Leucosporidium

Scientific classification
- Domain: Eukaryota
- Kingdom: Fungi
- Division: Basidiomycota
- Class: Microbotryomycetes
- Order: Leucosporidiales
- Family: Leucosporidiaceae
- Genus: Leucosporidium Fell, Statzell, I.L. Hunter & Phaff (1970)
- Type species: Leucosporidium scottii Fell, Statzell, I.L. Hunter & Phaff (1970)
- Species: Leucosporidium creatinivorum Leucosporidium drummii Leucosporidium egoroviorum Leucosporidium escuderoi Leucosporidium fellii Leucosporidium fragarium Leucosporidium golubevii Leucosporidium himalayense Leucosporidium intermedium Leucosporidium krtinense Leucosporidium muscorum Leucosporidium scottii Leucosporidium yakuticum
- Synonyms: Leucosporidiella Samp. (2003) Mastigobasidium Golubev (1999)

= Leucosporidium =

Genus of fungi

Leucosporidium is a genus of fungi in the subdivision Pucciniomycotina.

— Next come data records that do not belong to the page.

//! PDF rendering
//!
//! Lays text out on US Letter pages with the standard Helvetica fonts, so
//! no font data needs to be embedded. Text is encoded as WinAnsi; characters
//! outside it degrade to close ASCII equivalents or `?`.

use chrono::{DateTime, Utc};
use lopdf::content::{Content, Operation};
use lopdf::{dictionary, Dictionary, Document, Object, ObjectId, Stream};

use super::types::ExportError;

const PAGE_WIDTH: i64 = 612;
const PAGE_HEIGHT: i64 = 792;
const MARGIN: i64 = 72;
const LINE_HEIGHT: i64 = 14;
const LINES_PER_PAGE: usize = ((PAGE_HEIGHT - 2 * MARGIN) / LINE_HEIGHT) as usize;
const WRAP_COLUMNS: usize = 85;

const BODY_SIZE: i64 = 11;
const TITLE_SIZE: i64 = 16;

#[derive(Debug, Clone, Copy, PartialEq, Eq)]
enum Font {
    Regular,
    Bold,
}

impl Font {
    fn resource_name(&self) -> &'static str {
        match self {
            Self::Regular => "F1",
            Self::Bold => "F2",
        }
    }
}

#[derive(Debug, Clone, PartialEq)]
struct Line {
    text: String,
    font: Font,
    size: i64,
}

impl Line {
    fn body(text: impl Into<String>) -> Self {
        Self {
            text: text.into(),
            font: Font::Regular,
            size: BODY_SIZE,
        }
    }

    fn blank() -> Self {
        Self::body("")
    }
}

/// Render a PDF with a bold title, optional metadata block and wrapped content
pub fn render_pdf(
    title: &str,
    metadata: &[(String, String)],
    content: &str,
    created: DateTime<Utc>,
) -> Result<Vec<u8>, ExportError> {
    let lines = layout(title, metadata, content);

    let mut doc = Document::with_version("1.5");
    let pages_id = doc.new_object_id();

    let regular_id = doc.add_object(font_dictionary("Helvetica"));
    let bold_id = doc.add_object(font_dictionary("Helvetica-Bold"));
    let resources_id = doc.add_object(dictionary! {
        "Font" => dictionary! {
            "F1" => regular_id,
            "F2" => bold_id,
        },
    });

    let mut kids: Vec<Object> = Vec::new();
    for page_lines in lines.chunks(LINES_PER_PAGE) {
        let content_id = doc.add_object(Stream::new(
            Dictionary::new(),
            page_content(page_lines).encode()?,
        ));
        let page_id = doc.add_object(dictionary! {
            "Type" => "Page",
            "Parent" => pages_id,
            "Contents" => content_id,
            "Resources" => resources_id,
        });
        kids.push(page_id.into());
    }

    let count = kids.len() as i64;
    let pages = dictionary! {
        "Type" => "Pages",
        "Kids" => kids,
        "Count" => count,
        "MediaBox" => vec![
            Object::Integer(0),
            Object::Integer(0),
            Object::Integer(PAGE_WIDTH),
            Object::Integer(PAGE_HEIGHT),
        ],
    };
    doc.objects.insert(pages_id, Object::Dictionary(pages));

    let catalog_id = doc.add_object(dictionary! {
        "Type" => "Catalog",
        "Pages" => pages_id,
    });
    let info_id = info_dictionary(&mut doc, title, created);

    doc.trailer.set("Root", catalog_id);
    doc.trailer.set("Info", info_id);
    doc.compress();

    let mut bytes = Vec::new();
    doc.save_to(&mut bytes)?;
    Ok(bytes)
}

fn font_dictionary(base_font: &str) -> Dictionary {
    dictionary! {
        "Type" => "Font",
        "Subtype" => "Type1",
        "BaseFont" => base_font,
        "Encoding" => "WinAnsiEncoding",
    }
}

fn info_dictionary(doc: &mut Document, title: &str, created: DateTime<Utc>) -> ObjectId {
    let date = created.format("D:%Y%m%d%H%M%SZ").to_string();
    doc.add_object(dictionary! {
        "Title" => Object::string_literal(encode_win_ansi(title)),
        "Producer" => Object::string_literal("summarizer-server"),
        "CreationDate" => Object::string_literal(date),
    })
}

/// Break the document into page lines
fn layout(title: &str, metadata: &[(String, String)], content: &str) -> Vec<Line> {
    let mut lines: Vec<Line> = wrap(title, WRAP_COLUMNS * BODY_SIZE as usize / TITLE_SIZE as usize)
        .into_iter()
        .map(|text| Line {
            text,
            font: Font::Bold,
            size: TITLE_SIZE,
        })
        .collect();
    lines.push(Line::blank());

    if !metadata.is_empty() {
        for (key, value) in metadata {
            lines.extend(wrap(&format!("{}: {}", key, value), WRAP_COLUMNS).into_iter().map(Line::body));
        }
        lines.push(Line::blank());
    }

    for paragraph in content.lines() {
        if paragraph.trim().is_empty() {
            lines.push(Line::blank());
        } else {
            lines.extend(wrap(paragraph, WRAP_COLUMNS).into_iter().map(Line::body));
        }
    }

    lines
}

/// Word-wrap to at most `columns` characters; longer words are split
fn wrap(text: &str, columns: usize) -> Vec<String> {
    let mut lines = Vec::new();
    let mut current = String::new();
    let mut current_len = 0;

    for word in text.split_whitespace() {
        let mut word: Vec<char> = word.chars().collect();

        while word.len() > columns {
            if !current.is_empty() {
                lines.push(std::mem::take(&mut current));
                current_len = 0;
            }
            let rest = word.split_off(columns);
            lines.push(word.into_iter().collect());
            word = rest;
        }

        let needed = if current.is_empty() { word.len() } else { current_len + 1 + word.len() };
        if needed > columns && !current.is_empty() {
            lines.push(std::mem::take(&mut current));
            current_len = 0;
        }
        if !current.is_empty() {
            current.push(' ');
            current_len += 1;
        }
        current_len += word.len();
        current.extend(word);
    }

    if !current.is_empty() {
        lines.push(current);
    }
    lines
}

fn page_content(lines: &[Line]) -> Content {
    let mut operations = Vec::new();
    let mut y = PAGE_HEIGHT - MARGIN;

    for line in lines {
        y -= LINE_HEIGHT;
        if line.text.is_empty() {
            continue;
        }
        operations.push(Operation::new("BT", vec![]));
        operations.push(Operation::new(
            "Tf",
            vec![line.font.resource_name().into(), Object::Integer(line.size)],
        ));
        operations.push(Operation::new(
            "Td",
            vec![Object::Integer(MARGIN), Object::Integer(y)],
        ));
        operations.push(Operation::new(
            "Tj",
            vec![Object::string_literal(encode_win_ansi(&line.text))],
        ));
        operations.push(Operation::new("ET", vec![]));
    }

    Content { operations }
}

/// Encode text for a WinAnsi simple font
fn encode_win_ansi(text: &str) -> Vec<u8> {
    let mut out = Vec::with_capacity(text.len());
    for ch in text.chars() {
        match ch {
            '\u{2018}' | '\u{2019}' | '\u{201A}' => out.push(b'\''),
            '\u{201C}' | '\u{201D}' | '\u{201E}' => out.push(b'"'),
            '\u{2013}' | '\u{2014}' => out.push(b'-'),
            '\u{2026}' => out.extend_from_slice(b"..."),
            '\t' => out.push(b' '),
            c if (' '..='~').contains(&c) || ('\u{A0}'..='\u{FF}').contains(&c) => out.push(c as u8),
            _ => out.push(b'?'),
        }
    }
    out
}

#[cfg(test)]
mod tests {
    use super::*;

    #[test]
    fn test_pdf_is_loadable() {
        let metadata = vec![("model".to_string(), "bart".to_string())];
        let bytes = render_pdf("summary", &metadata, "A short summary.", Utc::now()).unwrap();

        assert!(bytes.starts_with(b"%PDF"));
        let doc = Document::load_mem(&bytes).unwrap();
        assert_eq!(doc.get_pages().len(), 1);
    }

    #[test]
    fn test_long_content_spans_pages() {
        let content = (0..120)
            .map(|i| format!("Paragraph number {} of the exported summary.", i))
            .collect::<Vec<_>>()
            .join("\n");
        let bytes = render_pdf("summary", &[], &content, Utc::now()).unwrap();

        let doc = Document::load_mem(&bytes).unwrap();
        assert_eq!(doc.get_pages().len(), 3);
    }

    #[test]
    fn test_wrap() {
        assert_eq!(wrap("one two three", 7), vec!["one two", "three"]);
        assert_eq!(wrap("abcdefghij", 4), vec!["abcd", "efgh", "ij"]);
        assert!(wrap("   ", 10).is_empty());
    }

    #[test]
    fn test_encode_win_ansi() {
        assert_eq!(encode_win_ansi("caf\u{e9}"), vec![b'c', b'a', b'f', 0xE9]);
        assert_eq!(encode_win_ansi("\u{201C}hi\u{201D}\u{2026}"), b"\"hi\"...".to_vec());
        assert_eq!(encode_win_ansi("\u{4e2d}"), b"?".to_vec());
    }
}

The genus comprises fungi that are mostly known from their yeast states, though some produce hyphal states in culture that give rise to teliospores from which auricularioid (laterally septate) basidia emerge. Species known only from their anamorphic yeast states were formerly referred to the genus Leucosporidiella, but, following changes to the International Code of Nomenclature for algae, fungi, and plants, the practice of giving different names to teleomorph and anamorph forms of the same fungus was discontinued, meaning that Leucosporidiella became a synonym of the earlier name Leucosporidium. Species have been isolated predominantly
from cold environments and are regarded as psychrotolerant.